Moving from fall to winter is just around the corner and the shift from outside field work to the inside office work will be in high gear shortly.

I can remember the days when winter was a fairly slow period for the agronomy professionals. There would be that customer appreciation sandwich lunch at the ag retailer office to bring farmers in to discuss early ordering for next year’s fertilizer and herbicides. That booking day would be the basis for the ag retailer staff to talk with the crop protection manufacturing reps and fertilizer suppliers.

Today, precision agriculture tools with all the information gathered during the past growing season means the winter is a much different work scenario than just a few years ago. The winter is the slightly slower time when farmers and crop consultants, farm managers and agricultural retailer agronomists can get together and evaluate all the precision data gathered.

What does the data show, and how will it influence a farmer to improve his equipment or to do things different in 2013? Is the cost of a new planter with precision planting technology a wise move?
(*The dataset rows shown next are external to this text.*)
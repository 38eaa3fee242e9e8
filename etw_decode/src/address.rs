// Copyright (c) Microsoft Corporation.
// Licensed under the MIT license.

use core::iter;

use etw_types::PointerWidth;

use crate::scalar;

/// Lazy sequence of pointer-sized values, e.g. the frames of a stack walk.
///
/// Walks a slice in `pointer_width` strides, yielding each element widened to
/// u64. Any trailing bytes that do not make up a whole element are ignored.
/// Holds no state beyond the remaining slice, so iterating again means
/// creating a new sequence over the same slice (it is `Copy`).
#[derive(Clone, Copy, Debug, PartialEq, Eq)]
pub struct AddressSequence<'dat> {
    bytes: &'dat [u8],
    pointer_width: PointerWidth,
}

impl<'dat> AddressSequence<'dat> {
    /// Creates a sequence over `bytes` with elements of size `pointer_width`.
    pub const fn new(bytes: &'dat [u8], pointer_width: PointerWidth) -> Self {
        return Self {
            bytes,
            pointer_width,
        };
    }

    /// Returns the size of each element.
    pub const fn pointer_width(&self) -> PointerWidth {
        return self.pointer_width;
    }

    /// Returns the bytes that have not been consumed yet, including any
    /// trailing partial element.
    pub const fn remaining_bytes(&self) -> &'dat [u8] {
        return self.bytes;
    }

    /// Returns the number of remaining elements: `floor(remaining_bytes / pointer_width)`.
    pub const fn len(&self) -> usize {
        return self.bytes.len() / self.pointer_width.size();
    }

    /// Returns true if no whole elements remain.
    pub const fn is_empty(&self) -> bool {
        return self.len() == 0;
    }

    /// Returns the element at `index` without consuming anything, or `None` if
    /// `index >= len()`.
    pub fn get(&self, index: usize) -> Option<u64> {
        let size = self.pointer_width.size();
        if index >= self.len() {
            return None;
        }

        return Some(scalar::read_pointer(
            &self.bytes[index * size..],
            self.pointer_width,
        ));
    }
}

impl<'dat> Iterator for AddressSequence<'dat> {
    type Item = u64;

    fn next(&mut self) -> Option<u64> {
        let size = self.pointer_width.size();
        if self.bytes.len() < size {
            return None;
        }

        let value = scalar::read_pointer(self.bytes, self.pointer_width);
        self.bytes = &self.bytes[size..];
        return Some(value);
    }

    fn size_hint(&self) -> (usize, Option<usize>) {
        let len = self.len();
        return (len, Some(len));
    }
}

impl<'dat> ExactSizeIterator for AddressSequence<'dat> {}

impl<'dat> iter::FusedIterator for AddressSequence<'dat> {}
How many acres of custom application service will be necessary? Is there a new technique or new technology that can change the way each field is farmed? Are there new pesticides that should be included and old ones replaced?  

There is considerable work necessary to compile precision data before meeting with a farmer. Agronomists and consultants have to know how to read the data, even if a service is used to store and analyze the data. The ag professionals of today must be educated more than ever before to walk the talk in helping farmers with all their computer, GPS, satellite and telemetry files.
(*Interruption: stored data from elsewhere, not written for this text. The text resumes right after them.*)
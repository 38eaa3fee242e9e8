// Copyright (c) Microsoft Corporation.
// Licensed under the MIT license.

/// Flags that control how records are decoded and formatted.
#[repr(C)]
#[derive(Clone, Copy, Debug, Default, Eq, Hash, Ord, PartialEq, PartialOrd)]
pub struct DecodeOptions(u32);

#[allow(non_upper_case_globals)]
impl DecodeOptions {
    /// Returns a `DecodeOptions` with the specified numeric value.
    pub const fn from_int(value: u32) -> Self {
        return Self(value);
    }

    /// Returns the numeric value corresponding to this `DecodeOptions` value.
    pub const fn as_int(self) -> u32 {
        return self.0;
    }

    /// Returns true if `self & flag != 0`.
    pub const fn has_flag(self, flag: Self) -> bool {
        return self.0 & flag.0 != 0;
    }

    /// Returns `self & flag`.
    pub const fn and(self, flag: Self) -> Self {
        return Self(self.0 & flag.0);
    }

    /// Returns `self & !flag`.
    pub const fn and_not(self, flag: Self) -> Self {
        return Self(self.0 & !flag.0);
    }

    /// Returns `self | flag`.
    pub const fn or(self, flag: Self) -> Self {
        return Self(self.0 | flag.0);
    }

    /// No flags set.
    pub const None: Self = Self(0);

    /// Add spaces to JSON output, e.g. `{ "Name": [ 1, 2, 3 ] }` instead of `{"Name":[1,2,3]}`.
    pub const Space: Self = Self(0x01);

    /// If set, text containing unpaired UTF-16 surrogates fails to decode with
    /// `InvalidText`. If unset, unpaired surrogates are replaced with U+FFFD.
    pub const StrictText: Self = Self(0x02);

    /// If set, pointers and address-array elements format in JSON as strings
    /// like "0x7FF6A0001000". If unset, they format as decimal numbers.
    pub const PointerAsString: Self = Self(0x04);

    /// If set, hex integers format in JSON as strings like "0xF123".
    /// If unset, they format as decimal numbers.
    pub const HexIntAsString: Self = Self(0x08);

    /// If set, FILETIME values format as a date string like "2024-04-08T23:59:59.1234567Z"
    /// when the date is representable. If unset, they format as the raw integer.
    pub const FileTimeAsString: Self = Self(0x10);

    /// Default flags.
    pub const Default: Self = Self(
        Self::Space.0 | Self::PointerAsString.0 | Self::HexIntAsString.0 | Self::FileTimeAsString.0,
    );

    /// All flags set.
    pub const All: Self = Self(!0u32);
}

#[cfg(test)]
mod tests {
    use super::*;

    #[test]
    fn flags() {
        const OPTIONS: DecodeOptions = DecodeOptions::Default
            .and_not(DecodeOptions::Space)
            .or(DecodeOptions::StrictText);

        assert!(OPTIONS.has_flag(DecodeOptions::StrictText));
        assert!(OPTIONS.has_flag(DecodeOptions::PointerAsString));
        assert!(!OPTIONS.has_flag(DecodeOptions::Space));
        assert!(!DecodeOptions::Default.has_flag(DecodeOptions::StrictText));
        assert!(DecodeOptions::All.has_flag(DecodeOptions::StrictText));
        assert!(!DecodeOptions::None.has_flag(DecodeOptions::All));
        assert_eq!(
            DecodeOptions::Space,
            DecodeOptions::Default.and(DecodeOptions::Space)
        );
        assert_eq!(0x02, DecodeOptions::from_int(0x02).as_int());
    }
}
Large manufacturers and ag distributors are offering services to assist growers more than ever. Examples are Pioneer with upgrades to its FIT services; Winfield has its new R7 tool, and Monsanto just announced its FieldScripts program.
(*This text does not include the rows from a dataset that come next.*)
#[cfg(test)]
mod tests {
    use super::*;
    use crate::RecordHeader;
    use alloc::string::ToString;
    use alloc::vec::Vec;
    use etw_types::ScalarType;

    const COUNT_NAME: &[FieldDescriptor<'static>] = &[
        FieldDescriptor::new("Count", FieldKind::Fixed(ScalarType::U32)),
        FieldDescriptor::new("Name", FieldKind::Utf16Text),
    ];

    const MIXED: &[FieldDescriptor<'static>] = &[
        FieldDescriptor::new("Base", FieldKind::Pointer),
        FieldDescriptor::new("Name", FieldKind::Utf16Text),
        FieldDescriptor::new("Flags", FieldKind::Fixed(ScalarType::U16)),
        FieldDescriptor::new("Module", FieldKind::AnsiText),
        FieldDescriptor::new("Enabled", FieldKind::Fixed(ScalarType::Bool)),
        FieldDescriptor::new("Stack", FieldKind::AddressArray),
    ];

    fn record(payload: &[u8], pointer_width: PointerWidth) -> RecordEnvelope<'_> {
        return RecordEnvelope::new(RecordHeader::default(), pointer_width, payload);
    }

    fn utf16(text: &str, bytes: &mut Vec<u8>) {
        for unit in text.encode_utf16() {
            bytes.extend_from_slice(&unit.to_le_bytes());
        }
        bytes.extend_from_slice(&[0, 0]);
    }

    fn mixed_payload(pointer_width: PointerWidth) -> Vec<u8> {
        let mut bytes = Vec::new();
        bytes.extend_from_slice(&0x7ff6_a000_1000u64.to_le_bytes()[..pointer_width.size()]);
        utf16("ntdll", &mut bytes);
        bytes.extend_from_slice(&0x8001u16.to_le_bytes());
        bytes.extend_from_slice(b"kernel32\0");
        bytes.push(2);
        for frame in [0x1000u64, 0x2000, 0x3000] {
            bytes.extend_from_slice(&frame.to_le_bytes()[..pointer_width.size()]);
        }
        bytes.push(0xee); // Partial trailing element.
        return bytes;
    }

    #[test]
    fn count_and_name() {
        let payload = [0x05, 0x00, 0x00, 0x00, b'H', 0, b'i', 0, 0, 0];
        let record = record(&payload, PointerWidth::Bits64);
        let mut cursor = FieldCursor::new(&record, COUNT_NAME).unwrap();

        assert_eq!(Ok(0), cursor.offset(0));
        assert_eq!(Ok(FieldValue::U32(5)), cursor.value(0));
        assert_eq!(Ok(4), cursor.offset(1));
        assert_eq!(Ok(FieldSpan { offset: 4, len: 6 }), cursor.span(1));
        assert_eq!(Ok(FieldValue::Text("Hi".to_string())), cursor.value(1));
        assert_eq!(Ok(&payload[4..]), cursor.field_bytes(1));
    }

    #[test]
    fn text_then_fixed_offset() {
        for text in ["", "a", "hello world"] {
            let mut payload = Vec::new();
            utf16(text, &mut payload);
            payload.extend_from_slice(&7u16.to_le_bytes());

            let fields = [
                FieldDescriptor::new("Text", FieldKind::Utf16Text),
                FieldDescriptor::new("Value", FieldKind::Fixed(ScalarType::U16)),
            ];
            let record = record(&payload, PointerWidth::Bits32);
            let mut cursor = FieldCursor::new(&record, &fields).unwrap();
            let code_units = text.encode_utf16().count() as u32;
            assert_eq!(Ok(2 * (code_units + 1)), cursor.offset(1));
            assert_eq!(Ok(FieldValue::U16(7)), cursor.value(1));
        }
    }

    #[test]
    fn mixed_bits64() {
        let payload = mixed_payload(PointerWidth::Bits64);
        let record = record(&payload, PointerWidth::Bits64);
        let mut cursor = FieldCursor::new(&record, MIXED).unwrap();

        assert_eq!(Ok(FieldValue::Pointer(0x7ff6_a000_1000)), cursor.value(0));
        assert_eq!(Ok(8), cursor.offset(1));
        assert_eq!(Ok(FieldValue::Text("ntdll".to_string())), cursor.value(1));
        assert_eq!(Ok(20), cursor.offset(2));
        assert_eq!(Ok(FieldValue::U16(0x8001)), cursor.value(2));
        assert_eq!(Ok(22), cursor.offset(3));
        assert_eq!(Ok(FieldValue::AnsiText("kernel32".to_string())), cursor.value(3));
        assert_eq!(Ok(31), cursor.offset(4));
        assert_eq!(Ok(FieldValue::Bool(true)), cursor.value(4));
        assert_eq!(Ok(FieldSpan { offset: 32, len: 24 }), cursor.span(5));

        let stack = cursor.value(5).unwrap().as_addresses().unwrap();
        assert_eq!(3, stack.len());
        assert_eq!([0x1000u64, 0x2000, 0x3000], stack.collect::<Vec<_>>()[..]);
    }

    #[test]
    fn mixed_bits32() {
        let payload = mixed_payload(PointerWidth::Bits32);
        let record = record(&payload, PointerWidth::Bits32);
        let mut cursor = FieldCursor::new(&record, MIXED).unwrap();

        // Truncated to 32 bits by the encoder above.
        assert_eq!(Ok(FieldValue::Pointer(0xa000_1000)), cursor.value(0));
        assert_eq!(Ok(4), cursor.offset(1));
        assert_eq!(Ok(16), cursor.offset(2));
        assert_eq!(Ok(FieldSpan { offset: 28, len: 12 }), cursor.span(5));
        assert_eq!(
            Ok("[0x1000, 0x2000, 0x3000]".to_string()),
            cursor.value(5).map(|v| v.to_string())
        );
    }

    #[test]
    fn out_of_order_matches_in_order() {
        let payload = mixed_payload(PointerWidth::Bits64);
        let record = record(&payload, PointerWidth::Bits64);

        let mut in_order = FieldCursor::new(&record, MIXED).unwrap();
        let expected: Vec<_> = (0..MIXED.len()).map(|i| in_order.offset(i)).collect();

        let mut out_of_order = FieldCursor::new(&record, MIXED).unwrap();
        assert_eq!(0, out_of_order.resolved_count());
        assert_eq!(expected[3], out_of_order.offset(3));
        assert_eq!(4, out_of_order.resolved_count());
        assert_eq!(3, out_of_order.computed_lengths);

        // Earlier fields are already memoized.
        assert_eq!(expected[1], out_of_order.offset(1));
        assert_eq!(expected[3], out_of_order.offset(3));
        assert_eq!(3, out_of_order.computed_lengths);

        for i in (0..MIXED.len()).rev() {
            assert_eq!(expected[i], out_of_order.offset(i));
        }
        assert_eq!(MIXED.len(), out_of_order.resolved_count());
        assert_eq!(MIXED.len() - 1, out_of_order.computed_lengths);

        // Spans add the last field's length, once.
        let _ = out_of_order.span(5);
        let _ = out_of_order.span(5);
        assert_eq!(MIXED.len(), out_of_order.computed_lengths);
    }

    #[test]
    fn truncated_fixed() {
        let payload = [0x05, 0x00, 0x00];
        let fields = [FieldDescriptor::new("Count", FieldKind::Fixed(ScalarType::U32))];
        let record = record(&payload, PointerWidth::Bits64);
        let mut cursor = FieldCursor::new(&record, &fields).unwrap();

        // The offset of a field does not depend on its own length.
        assert_eq!(Ok(0), cursor.offset(0));
        assert_eq!(
            Err(DecodeError::Truncated {
                offset: 0,
                available: 3
            }),
            cursor.value(0)
        );
    }

    #[test]
    fn truncated_pointer() {
        let payload = [1u8, 0, 0, 0, 0, 0, 0];
        let fields = [FieldDescriptor::new("Address", FieldKind::Pointer)];

        let record32 = record(&payload, PointerWidth::Bits32);
        let mut cursor = FieldCursor::new(&record32, &fields).unwrap();
        assert_eq!(Ok(FieldValue::Pointer(1)), cursor.value(0));

        let record64 = record(&payload, PointerWidth::Bits64);
        let mut cursor = FieldCursor::new(&record64, &fields).unwrap();
        assert_eq!(
            Err(DecodeError::Truncated {
                offset: 0,
                available: 7
            }),
            cursor.value(0)
        );
    }

    #[test]
    fn truncated_text_blocks_later_fields() {
        // "Count" = 1, then "Name" is missing its terminator.
        let payload = [1, 0, 0, 0, b'H', 0, b'i', 0, 0];
        let fields = [
            FieldDescriptor::new("Count", FieldKind::Fixed(ScalarType::U32)),
            FieldDescriptor::new("Name", FieldKind::Utf16Text),
            FieldDescriptor::new("After", FieldKind::Fixed(ScalarType::U8)),
        ];
        let record = record(&payload, PointerWidth::Bits64);
        let mut cursor = FieldCursor::new(&record, &fields).unwrap();

        let truncated = DecodeError::Truncated {
            offset: 4,
            available: 5,
        };
        assert_eq!(Ok(FieldValue::U32(1)), cursor.value(0));
        assert_eq!(Ok(4), cursor.offset(1));
        assert_eq!(Err(truncated), cursor.value(1));
        assert_eq!(Err(truncated), cursor.offset(2));
        assert_eq!(2, cursor.resolved_count());
    }

    #[test]
    fn field_at_end_of_payload() {
        let payload = [1, 0];
        let fields = [
            FieldDescriptor::new("Value", FieldKind::Fixed(ScalarType::U16)),
            FieldDescriptor::new("Text", FieldKind::Utf16Text),
            FieldDescriptor::new("Stack", FieldKind::AddressArray),
        ];
        let record = record(&payload, PointerWidth::Bits64);
        let mut cursor = FieldCursor::new(&record, &fields).unwrap();
        assert_eq!(Ok(2), cursor.offset(1));
        assert_eq!(
            Err(DecodeError::Truncated {
                offset: 2,
                available: 0
            }),
            cursor.value(1)
        );
    }

    #[test]
    fn empty_address_array() {
        let payload = [9, 0, 0, 0, 1, 2, 3];
        let fields = [
            FieldDescriptor::new("Value", FieldKind::Fixed(ScalarType::U32)),
            FieldDescriptor::new("Stack", FieldKind::AddressArray),
        ];
        let record = record(&payload, PointerWidth::Bits64);
        let mut cursor = FieldCursor::new(&record, &fields).unwrap();
        assert_eq!(Ok(FieldSpan { offset: 4, len: 0 }), cursor.span(1));
        assert_eq!(Some(0), cursor.value(1).unwrap().as_addresses().map(|a| a.len()));
    }

    #[test]
    fn strict_text() {
        let payload = [b'A', 0, 0x00, 0xD8, 0, 0];
        let fields = [FieldDescriptor::new("Text", FieldKind::Utf16Text)];
        let record = record(&payload, PointerWidth::Bits64);

        let mut cursor = FieldCursor::new(&record, &fields).unwrap();
        assert_eq!(Ok(FieldValue::Text("A\u{FFFD}".to_string())), cursor.value(0));

        let mut cursor = FieldCursor::with_options(
            &record,
            &fields,
            DecodeOptions::Default.or(DecodeOptions::StrictText),
        )
        .unwrap();
        assert_eq!(Err(DecodeError::InvalidText { offset: 2 }), cursor.value(0));
    }

    #[test]
    fn strict_text_error_uses_payload_offset() {
        let payload = [7, 0, b'A', 0, 0x00, 0xDC, 0, 0];
        let fields = [
            FieldDescriptor::new("Id", FieldKind::Fixed(ScalarType::U16)),
            FieldDescriptor::new("Text", FieldKind::Utf16Text),
        ];
        let record = record(&payload, PointerWidth::Bits64);
        let mut cursor =
            FieldCursor::with_options(&record, &fields, DecodeOptions::StrictText).unwrap();
        assert_eq!(Err(DecodeError::InvalidText { offset: 4 }), cursor.value(1));
    }

    #[test]
    fn text_value_reuses_length() {
        let mut payload = Vec::new();
        utf16("abc", &mut payload);
        payload.extend_from_slice(b"xyz\0");
        let fields = [
            FieldDescriptor::new("Wide", FieldKind::Utf16Text),
            FieldDescriptor::new("Narrow", FieldKind::AnsiText),
        ];
        let record = record(&payload, PointerWidth::Bits64);
        let mut cursor = FieldCursor::new(&record, &fields).unwrap();
        for _ in 0..2 {
            assert_eq!(Ok(FieldValue::Text("abc".to_string())), cursor.value(0));
            assert_eq!(Ok(FieldValue::AnsiText("xyz".to_string())), cursor.value(1));
        }
        assert_eq!(2, cursor.computed_lengths);
    }

    #[test]
    fn address_array_not_last() {
        let payload = [1, 0, 0, 0, 0, 0, 0, 0, 0xee];
        let fields = [
            FieldDescriptor::new("Stack", FieldKind::AddressArray),
            FieldDescriptor::new("After", FieldKind::Fixed(ScalarType::U8)),
        ];
        let record = record(&payload, PointerWidth::Bits64);
        assert_eq!(
            Err(DecodeError::AddressArrayNotLast { index: 0 }),
            FieldCursor::new(&record, &fields).map(|_| ())
        );

        // Trailing bytes after the last whole address are not returned.
        let mut cursor = FieldCursor::new(&record, &fields[..1]).unwrap();
        assert_eq!(Ok(FieldSpan { offset: 0, len: 8 }), cursor.span(0));
        assert_eq!(
            Some(alloc::vec![1]),
            cursor.value(0).unwrap().as_addresses().map(|a| a.collect::<Vec<_>>())
        );
    }

    #[test]
    fn index_errors() {
        let payload = [0u8; 4];
        let record = record(&payload, PointerWidth::Bits64);
        let mut cursor = FieldCursor::new(&record, COUNT_NAME).unwrap();
        assert_eq!(Some(1), cursor.index_of("Name"));
        assert_eq!(None, cursor.index_of("Missing"));
        assert_eq!(2, cursor.field_count());
        assert_eq!(
            Err(DecodeError::FieldIndexOutOfRange { index: 2, count: 2 }),
            cursor.offset(2)
        );

        let too_many = [FieldDescriptor::new("F", FieldKind::Pointer); MAX_FIELDS + 1];
        assert_eq!(
            Err(DecodeError::TooManyFields {
                count: MAX_FIELDS + 1
            }),
            FieldCursor::new(&record, &too_many).map(|_| ())
        );
    }
}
Every year the equipment manufacturers are offering precision systems incorporated into their equipment line-up , it was only a couple years ago that most precision systems were after-market bolt on or factory installed based on the requested add-on. Today, precision systems are original equipment installations coordinated as part of the total wiring and electrical system installed during the assembly line process.

There are only a few manufacturers of the various precision systems, but each seems to issue an update or new tool one or two times per year. And it lands on ag professionals to know how the technology works, the preciseness of the data being gathered and how to use that data for improving a farmer’s operation. Because the professional is going to make detailed recommendations, he/she has to know more than the farmer about the data.

The advantage the ag professional has is that he/she is reading and interpreting the data for more than one farm; therefore, the process becomes much more second nature. Recommendations can almost be standardized if data shows specific ranges when certain equipment is being used by the farmer on similar variability of soil.

Overall, crop consultants and agronomists have a much more complicated and busy winter than in the old days, but this workload also makes sure that farmers and their ag professionals have more than a brief meeting to book chemicals, seed and fertilizer.

 Ag professionals, who are a true mix of technology specialist, strong salesman and have a personality that farmers appreciate, are hard to find. Ag retailers who have these types of educated and knowledgeable professionals on staff are extremely lucky.